The dilemma, which will continue to grow for the Soviet Union, raises the same questions as our total relationship does. Can a society import a skill or a product from another culture without also introducing other alien elements that produced that skill or product and that carry destructive potentialities? Because of the scientific and technical revolutions, in transportation and communications in particular, can any state isolate itself from the rest of the world? Would such a policy of isolation, if it could be implemented, condemn that state to ever more critical scientific-technical and economic-military backwardness? Does communism bear within itself the seeds of its own decay, ripened into flower by necessary contact with the outside world?
These relations raise questions and dilemmas for us as well. In particular, are Soviet changes in recent years substantial, genuine, and permanent, and are they creating a major shift in Soviet policy; or are they slight, tactical, and temporary? Which side benefits the most? Do these relations enable the Soviet Union both to borrow heavily from the West and to lull it into indifference? Do they contribute toward a new spirit and a “new structure of peace”? Can the Soviet Union tolerate peace?
In addition, can our government give respectability and prestige to the Soviet government, and to other repressive governments, by agreements that are inherently restrictive and counter to our essential traditions without undermining our own freedom? Can we allow our government to assume controls over our cultural and economic relationships with another part of the world without subverting that same freedom? On the other hand, do we have a choice? If we do continue, can our government retain the support of the American people, the confidence of our allies, the faith of those who seek freedom, and the respect of the Soviet leaders if it grants free access to Soviet scholars, scientists, and business leaders but does not insist upon equal rights of interpenetration? Can an open, flexible society maintain close relationships with a closed and secret society without being infected by totalitarian practices? Indeed, has this already happened?
In summary, the themes that run through this study of a minor element in the major confrontation of our times help illuminate the nature of the two competing societies, the fundamental issues at stake, and the changing character of international politics in this unstable era.

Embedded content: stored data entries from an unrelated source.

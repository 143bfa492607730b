//! Timeline statistics for logging, the `--analyze` command and the
//! `--validate` pre-render check.

use super::{note_to_name, tempo_to_bpm, MidiMessage, MidiTimeline};
use std::collections::BTreeMap;
use std::fmt;
use thiserror::Error;
use tracing::{info, warn};

/// Longest file accepted for rendering, in seconds.
pub const MAX_RENDER_SECONDS: f64 = 3600.0;

/// Event density above which a file is flagged as heavy to render.
pub const DENSE_EVENTS_PER_SECOND: f64 = 1000.0;

/// Reasons a timeline is unsuitable for rendering.
#[derive(Debug, Clone, PartialEq, Error)]
pub enum ValidationError {
    #[error("MIDI file contains no events")]
    NoEvents,
    #[error("MIDI file contains no note events")]
    NoNotes,
    #[error("MIDI file has invalid duration: {0:.3}s")]
    InvalidDuration(f64),
    #[error("MIDI file too long ({0:.1}s > 1 hour), consider splitting")]
    TooLong(f64),
}

/// Outcome of a successful render check.
#[derive(Debug, Clone, PartialEq)]
pub struct ValidationReport {
    pub events: usize,
    pub note_ons: usize,
    pub duration: f64,
    pub events_per_second: f64,
    /// Above [`DENSE_EVENTS_PER_SECOND`]; renders but may be slow.
    pub dense: bool,
}

/// Per-channel note statistics.
#[derive(Debug, Clone, Default, PartialEq)]
pub struct ChannelSummary {
    pub note_count: usize,
    /// Last program change seen on the channel.
    pub program: Option<u8>,
}

/// Aggregate statistics over a loaded timeline.
#[derive(Debug, Clone, Default, PartialEq)]
pub struct TimelineSummary {
    pub total_events: usize,
    pub note_ons: usize,
    pub note_offs: usize,
    pub other_events: usize,
    pub first_note: Option<f64>,
    pub last_note: Option<f64>,
    pub lowest_note: Option<u8>,
    pub highest_note: Option<u8>,
    /// Tempo changes in BPM, in time order.
    pub tempo_changes: Vec<f64>,
    pub track_names: Vec<String>,
    /// Keyed by 0-based channel.
    pub channels: BTreeMap<u8, ChannelSummary>,
    pub total_length: f64,
}

impl TimelineSummary {
    /// Average of all tempo changes, or 120 BPM if the file has none.
    pub fn average_bpm(&self) -> f64 {
        if self.tempo_changes.is_empty() {
            120.0
        } else {
            self.tempo_changes.iter().sum::<f64>() / self.tempo_changes.len() as f64
        }
    }

    pub(crate) fn log(&self) {
        info!(
            events = self.total_events,
            note_ons = self.note_ons,
            note_offs = self.note_offs,
            tracks = self.track_names.len(),
            channels = self.channels.len(),
            length = %format!("{:.3}s", self.total_length),
            "MIDI timeline loaded"
        );
        if let (Some(first), Some(last)) = (self.first_note, self.last_note) {
            info!(
                first = %format!("{:.3}s", first),
                last = %format!("{:.3}s", last),
                span = %format!("{:.3}s", last - first),
                "note span"
            );
        }
    }
}

impl fmt::Display for TimelineSummary {
    fn fmt(&self, f: &mut fmt::Formatter<'_>) -> fmt::Result {
        writeln!(f, "Duration: {:.3} seconds", self.total_length)?;
        if let (Some(first), Some(last)) = (self.first_note, self.last_note) {
            writeln!(f, "First note: {:.3}s, last note: {:.3}s", first, last)?;
        }
        if let (Some(low), Some(high)) = (self.lowest_note, self.highest_note) {
            writeln!(f, "Note range: {} - {}", note_to_name(low), note_to_name(high))?;
        }
        writeln!(
            f,
            "Events: {} ({} note on, {} note off, {} other)",
            self.total_events, self.note_ons, self.note_offs, self.other_events
        )?;
        writeln!(f, "Average tempo: {:.1} BPM", self.average_bpm())?;
        for name in &self.track_names {
            writeln!(f, "Track: {}", name)?;
        }
        for (channel, info) in &self.channels {
            write!(f, "Channel {}: {} notes", channel + 1, info.note_count)?;
            if let Some(program) = info.program {
                write!(f, ", program {}", program)?;
            }
            if *channel == 9 {
                write!(f, " (drums)")?;
            }
            writeln!(f)?;
        }
        Ok(())
    }
}

impl MidiTimeline {
    /// Computes statistics over the current event list.
    pub fn summary(&self) -> TimelineSummary {
        let mut summary = TimelineSummary {
            total_events: self.len(),
            track_names: self.track_names().to_vec(),
            total_length: self.total_length(),
            ..Default::default()
        };

        for event in self.events() {
            match event.message {
                MidiMessage::NoteOn { channel, key, .. } => {
                    summary.note_ons += 1;
                    summary.first_note.get_or_insert(event.timestamp);
                    summary.last_note = Some(event.timestamp);
                    summary.lowest_note = Some(summary.lowest_note.map_or(key, |n| n.min(key)));
                    summary.highest_note = Some(summary.highest_note.map_or(key, |n| n.max(key)));
                    summary.channels.entry(channel).or_default().note_count += 1;
                }
                MidiMessage::NoteOff { .. } => summary.note_offs += 1,
                MidiMessage::ProgramChange { channel, program } => {
                    summary.other_events += 1;
                    summary.channels.entry(channel).or_default().program = Some(program);
                }
                MidiMessage::Tempo {
                    microseconds_per_quarter,
                } => {
                    summary.other_events += 1;
                    summary.tempo_changes.push(tempo_to_bpm(microseconds_per_quarter));
                }
                _ => summary.other_events += 1,
            }
        }

        summary
    }
}

impl MidiTimeline {
    /// Checks that the timeline is worth rendering.
    ///
    /// Dense files pass with [`ValidationReport::dense`] set and a warning
    /// logged.
    ///
    /// # Errors
    ///
    /// Returns error if the timeline has no events, no note-ons, a
    /// non-positive length, or is longer than [`MAX_RENDER_SECONDS`].
    pub fn check_renderable(&self) -> Result<ValidationReport, ValidationError> {
        if self.is_empty() {
            return Err(ValidationError::NoEvents);
        }
        let note_ons = self.events().iter().filter(|e| e.message.is_note_on()).count();
        if note_ons == 0 {
            return Err(ValidationError::NoNotes);
        }
        let duration = self.total_length();
        if duration <= 0.0 {
            return Err(ValidationError::InvalidDuration(duration));
        }
        if duration > MAX_RENDER_SECONDS {
            return Err(ValidationError::TooLong(duration));
        }

        let events_per_second = self.len() as f64 / duration;
        let dense = events_per_second > DENSE_EVENTS_PER_SECOND;
        if dense {
            warn!(
                events_per_second = %format!("{:.1}", events_per_second),
                "very dense MIDI file, may impact performance"
            );
        }
        Ok(ValidationReport {
            events: self.len(),
            note_ons,
            duration,
            events_per_second,
            dense,
        })
    }
}

#[cfg(test)]
mod tests {
    use super::*;
    use crate::midi::TimedEvent;

    #[test]
    fn test_summary_counts() {
        let timeline = MidiTimeline::from_events(vec![
            TimedEvent::new(0.0, MidiMessage::Tempo { microseconds_per_quarter: 600_000 }),
            TimedEvent::new(0.0, MidiMessage::ProgramChange { channel: 9, program: 0 }),
            TimedEvent::new(0.25, MidiMessage::note_on(9, 36, 120)),
            TimedEvent::new(0.5, MidiMessage::note_off(9, 36, 0)),
            TimedEvent::new(1.0, MidiMessage::note_on(0, 72, 80)),
            TimedEvent::new(1.5, MidiMessage::note_off(0, 72, 0)),
        ]);

        let summary = timeline.summary();
        assert_eq!(summary.total_events, 6);
        assert_eq!(summary.note_ons, 2);
        assert_eq!(summary.note_offs, 2);
        assert_eq!(summary.other_events, 2);
        assert_eq!(summary.first_note, Some(0.25));
        assert_eq!(summary.last_note, Some(1.0));
        assert_eq!(summary.lowest_note, Some(36));
        assert_eq!(summary.highest_note, Some(72));
        assert_eq!(summary.channels[&9].program, Some(0));
        assert_eq!(summary.channels[&0].note_count, 1);
        assert!((summary.average_bpm() - 100.0).abs() < 1e-9);

        let text = summary.to_string();
        assert!(text.contains("Note range: C2 - C5"));
        assert!(text.contains("Channel 10: 1 notes, program 0 (drums)"));
    }

    #[test]
    fn test_empty_summary_defaults() {
        let summary = MidiTimeline::default().summary();
        assert_eq!(summary.note_ons, 0);
        assert_eq!(summary.first_note, None);
        assert_eq!(summary.average_bpm(), 120.0);
    }

    #[test]
    fn test_check_renderable() {
        let timeline = MidiTimeline::from_events(vec![
            TimedEvent::new(0.0, MidiMessage::note_on(0, 60, 100)),
            TimedEvent::new(2.0, MidiMessage::note_off(0, 60, 0)),
        ]);
        let report = timeline.check_renderable().unwrap();
        assert_eq!(report.events, 2);
        assert_eq!(report.note_ons, 1);
        assert_eq!(report.duration, 2.0);
        assert!((report.events_per_second - 1.0).abs() < 1e-9);
        assert!(!report.dense);
    }

    #[test]
    fn test_check_renderable_failures() {
        assert_eq!(
            MidiTimeline::default().check_renderable(),
            Err(ValidationError::NoEvents)
        );
        let tempo_only = MidiTimeline::from_events(vec![TimedEvent::new(
            1.0,
            MidiMessage::Tempo { microseconds_per_quarter: 500_000 },
        )]);
        assert_eq!(tempo_only.check_renderable(), Err(ValidationError::NoNotes));

        let instant = MidiTimeline::from_events(vec![TimedEvent::new(
            0.0,
            MidiMessage::note_on(0, 60, 100),
        )]);
        assert_eq!(
            instant.check_renderable(),
            Err(ValidationError::InvalidDuration(0.0))
        );

        let long = MidiTimeline::from_events(vec![
            TimedEvent::new(0.0, MidiMessage::note_on(0, 60, 100)),
            TimedEvent::new(3600.5, MidiMessage::note_off(0, 60, 0)),
        ]);
        assert_eq!(long.check_renderable(), Err(ValidationError::TooLong(3600.5)));
    }

    #[test]
    fn test_dense_file_passes_with_flag() {
        let events: Vec<TimedEvent> = (0..2001)
            .map(|i| {
                let t = i as f64 / 2000.0;
                if i % 2 == 0 {
                    TimedEvent::new(t, MidiMessage::note_on(0, 60, 100))
                } else {
                    TimedEvent::new(t, MidiMessage::note_off(0, 60, 0))
                }
            })
            .collect();
        let report = MidiTimeline::from_events(events).check_renderable().unwrap();
        assert!(report.dense);
        assert!(report.events_per_second > DENSE_EVENTS_PER_SECOND);
    }
}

They suggest, too, that the phase of Soviet-American relations labeled detente will probably remain brief, that the struggle between the Soviet Union and the West will be marked by direct disagreement over every aspect of that relationship, and that academic exchanges are a part of the discord concerning free movement of men and ideas that will continue to serve as a paradigm and a symbol of the nature of the two societies and their conflicts.
1Richard D. Lambert, Language and Area Studies Review (Philadelphia, 1973), 368-70.